Abstract

The accuracy of the wavelet-ARIMA (WA) model in monthly fishery landing forecasting is investigated in the study. In the first part of the study, the discrete wallet transform (DWT) is used to decompose fishery landing time series data. Then ARIMA, as a powerful forecasting tool, is implemented to predict each wavelet transform subseries components independently. Finally, the prediction results of the modeled subseries components are summed to formulate an ensemble forecast for the original fishery landing series. To assess the effectiveness of this model, monthly fishery landing recorded data from East Johor and Pahang states of Peninsular Malaysia have been used as a case study. The result of the study shows that the proposed model was found to provide more accurate fishery landing series forecasts than the individual ARIMA model.

1. Introduction

Fishing is one of the most important industries in Malaysia. For many years, the fisheries sector in Malaysia makes a significant contribution to the national economy in terms of income, foreign exchange, and employment. Besides that, it also plays significant role as a major supplier of animal protein for the local citizen consumptions. In order to ensure that the local demand can be catered without highly depending on imported fish, the authority has kept track of the annual total fishery production and took necessary actions to increase or maintain the level of production while at the same time maintaining a sustainable ecology. To achieve this aim, it is necessary to forecast uncontrollable events, such as possible abundance or biomass changes [1]. However, a proper selection of models for forecasting fishery landing is one of the major research efforts over the past few decades.
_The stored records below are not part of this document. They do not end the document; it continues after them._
use std::collections::BTreeMap;
use std::future::Future;
use std::time::Duration;

use tracing::{info, warn};

use proficiency_core::model::{
    Level, Question, QuestionDraft, QuestionId, QuestionKind, QuestionSlot,
};

use crate::ai::{ProficiencyGenerator, ReadingExercise};
use crate::error::AiError;

use super::plan::GenerationPlan;

/// Why remote generation gave up and the static bank should be used.
#[derive(Debug, Clone, Copy, PartialEq, Eq)]
pub(crate) enum FallbackReason {
    QuotaExceeded,
    Disabled,
    NothingGenerated,
}

impl FallbackReason {
    pub(crate) fn as_str(self) -> &'static str {
        match self {
            FallbackReason::QuotaExceeded => "quota exceeded",
            FallbackReason::Disabled => "generator disabled",
            FallbackReason::NothingGenerated => "no questions generated",
        }
    }
}

/// Await a remote call, failing with `AiError::Timeout` past `deadline`.
pub(crate) async fn with_deadline<T, F>(deadline: Duration, call: F) -> Result<T, AiError>
where
    F: Future<Output = Result<T, AiError>>,
{
    tokio::time::timeout(deadline, call)
        .await
        .unwrap_or(Err(AiError::Timeout))
}

/// Request every level in `plan` sequentially and validate what comes back.
///
/// Grammar questions come first in level order, then reading questions.
/// A failed level is skipped; a quota or disabled failure stops at once.
pub(crate) async fn generate_questions(
    generator: &dyn ProficiencyGenerator,
    plan: &GenerationPlan,
) -> Result<Vec<Question>, FallbackReason> {
    let mut grammar = Vec::new();
    for &level in &plan.grammar_levels {
        let call = generator.generate_grammar_questions(level, plan.grammar_per_level);
        match with_deadline(plan.call_deadline, call).await {
            Ok(drafts) => {
                let accepted = accept_grammar(level, drafts, plan.grammar_per_level);
                info!(%level, kind = "grammar", count = accepted.len(), "level generated");
                grammar.extend(accepted);
            }
            Err(err) => check_abort(level, QuestionKind::Grammar, &err)?,
        }
    }

    let mut reading = ReadingCollector::default();
    for &level in &plan.reading_levels {
        let call = generator.generate_reading_exercises(level, plan.passages_per_level);
        match with_deadline(plan.call_deadline, call).await {
            Ok(exercises) => reading.accept(level, exercises),
            Err(err) => check_abort(level, QuestionKind::Reading, &err)?,
        }
    }

    let short = reading.questions.len() < plan.reading_target;
    if let Some(level) = plan.reading_top_up.filter(|_| short) {
        info!(
            %level,
            have = reading.questions.len(),
            target = plan.reading_target,
            "topping up reading questions"
        );
        let call = generator.generate_reading_exercises(level, 1);
        match with_deadline(plan.call_deadline, call).await {
            Ok(exercises) => reading.accept(level, exercises),
            Err(err) => check_abort(level, QuestionKind::Reading, &err)?,
        }
    }

    let mut reading = reading.questions;
    reading.truncate(plan.reading_target);

    let mut questions = grammar;
    questions.extend(reading);
    if questions.is_empty() {
        return Err(FallbackReason::NothingGenerated);
    }
    Ok(questions)
}

fn check_abort(level: Level, kind: QuestionKind, err: &AiError) -> Result<(), FallbackReason> {
    if err.is_quota_exceeded() {
        warn!(%level, %kind, "quota exceeded, abandoning remote generation");
        return Err(FallbackReason::QuotaExceeded);
    }
    if matches!(err, AiError::Disabled) {
        return Err(FallbackReason::Disabled);
    }
    warn!(%level, %kind, error = %err, "level generation failed, skipping");
    Ok(())
}

fn accept_grammar(level: Level, drafts: Vec<QuestionDraft>, limit: usize) -> Vec<Question> {
    let mut accepted = Vec::new();
    for draft in drafts {
        if accepted.len() == limit {
            break;
        }
        let slot = QuestionSlot {
            id: QuestionId::new(format!("grammar-{level}-{}", accepted.len() + 1)),
            kind: QuestionKind::Grammar,
            level,
            passage: None,
        };
        match draft.validate(slot) {
            Ok(question) => accepted.push(question),
            Err(err) => warn!(%level, kind = "grammar", error = %err, "dropping invalid question"),
        }
    }
    accepted
}

#[derive(Default)]
struct ReadingCollector {
    questions: Vec<Question>,
    per_level: BTreeMap<Level, usize>,
}

impl ReadingCollector {
    fn accept(&mut self, level: Level, exercises: Vec<ReadingExercise>) {
        let before = self.questions.len();
        for exercise in exercises {
            let passage = exercise.passage.trim();
            if passage.is_empty() {
                warn!(%level, "dropping reading exercise without passage");
                continue;
            }
            for draft in exercise.questions {
                let n = self.per_level.entry(level).or_default();
                let slot = QuestionSlot {
                    id: QuestionId::new(format!("reading-{level}-{}", *n + 1)),
                    kind: QuestionKind::Reading,
                    level,
                    passage: Some(passage.to_string()),
                };
                match draft.validate(slot) {
                    Ok(question) => {
                        *n += 1;
                        self.questions.push(question);
                    }
                    Err(err) => {
                        warn!(%level, kind = "reading", error = %err, "dropping invalid question");
                    }
                }
            }
        }
        info!(
            %level,
            kind = "reading",
            count = self.questions.len() - before,
            "level generated"
        );
    }
}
Traditional statistical methods such as linear regression, autoregressive, moving average, and autoregressive integrated moving average (ARIMA) models have been applied to forecast the landings and catch per unit effort of many fish and invertebrate [25]. For modelling fisheries sciences time series data, ARIMA model has been popular and widely chosen [1, 2, 69]. The ARIMA model is the standard parametric forecasting model for statistical time series analysis since the 1970s. The ARIMA model is a linear combination of time-lagged variables and error terms. The popularity of the ARIMA model is due to their statistical properties, such as the well-known Box-Jenkins methodology, forecasting capabilities, and richness of information regarding time-related changes. Although ARIMA models have been proven to be effective in many decision support applications, they still have certain shortcomings. They are basically linear models assuming that data are stationary and have a limited ability to capture nonstationarities and nonlinearities in series data [10, 11].

Due to the limitations of the traditional statistical, another approach that has been used for dealing with nonstationary and nonlinear characteristic of a time series is employed, the decomposition approach. Forecasting using a decomposition method is often more useful in providing forecasts and information regarding the component of a time series than trying to predict a single time series [12]. In the last decade, wavelet transforms have been become a common tool for analyzing variations, periodicities, and trends in time series [1316]. Recently, new hybrid models based on wavelet transform have been proposed in time series forecasting. The corresponding empirical results demonstrated that the hybrid wavelet transform with other model outperform individual forecasting model in many cases [1623]. Wavelet transforms provide useful decompositions of the original time series; therefore, wavelet-transformed data improve ability of a forecasting model by capturing useful information on various resolution levels. However, existing literatures regarding fishery landing forecasting have not adopted wavelet transform processes, and this study will be filling this gap.

In this study, we introduce wavelet transform and ARIMA to construct a novel fishery landing forecasting methodology. In this methodology, the original fishery landing series is decomposed into several subseries using wavelet transform by Mallat algorithm. Secondly, the tendencies of these subseries are then modeled and forecasted using ARIMA. Finally, the forecasted value of the proposed model can be obtained by summing the forecasted value of each subseries. In order to evaluate the performance of the proposed approach, the monthly fishery landing series in East Johor and Pahang of Peninsular Malaysia were used as the illustrative example and its prediction performance was compared with some popular individual ARIMA model.

2. Methodology

2.1. ARIMA Model

The ARIMA models were introduced by Box and Jenkins [24] and have dominated many areas of time series forecasting. Box-Jenkins models used ARIMA models composed of the nonseasonal part and seasonal part which are represented by the following way:where , , , are the polynomials in of degree , , , and , respectively. , , , , , and are integers, and are the order of nonseasonal autoregressive and moving average, and and are the order of seasonal autoregressive and moving average, respectively. is the number of regular difference, is the order of seasonal differences, and is the random error.

The Box-Jenkins methodology includes four iterative steps: identification, estimation, diagnostic checking, and forecasting. Figure 1 shows the process of ARIMA modelling.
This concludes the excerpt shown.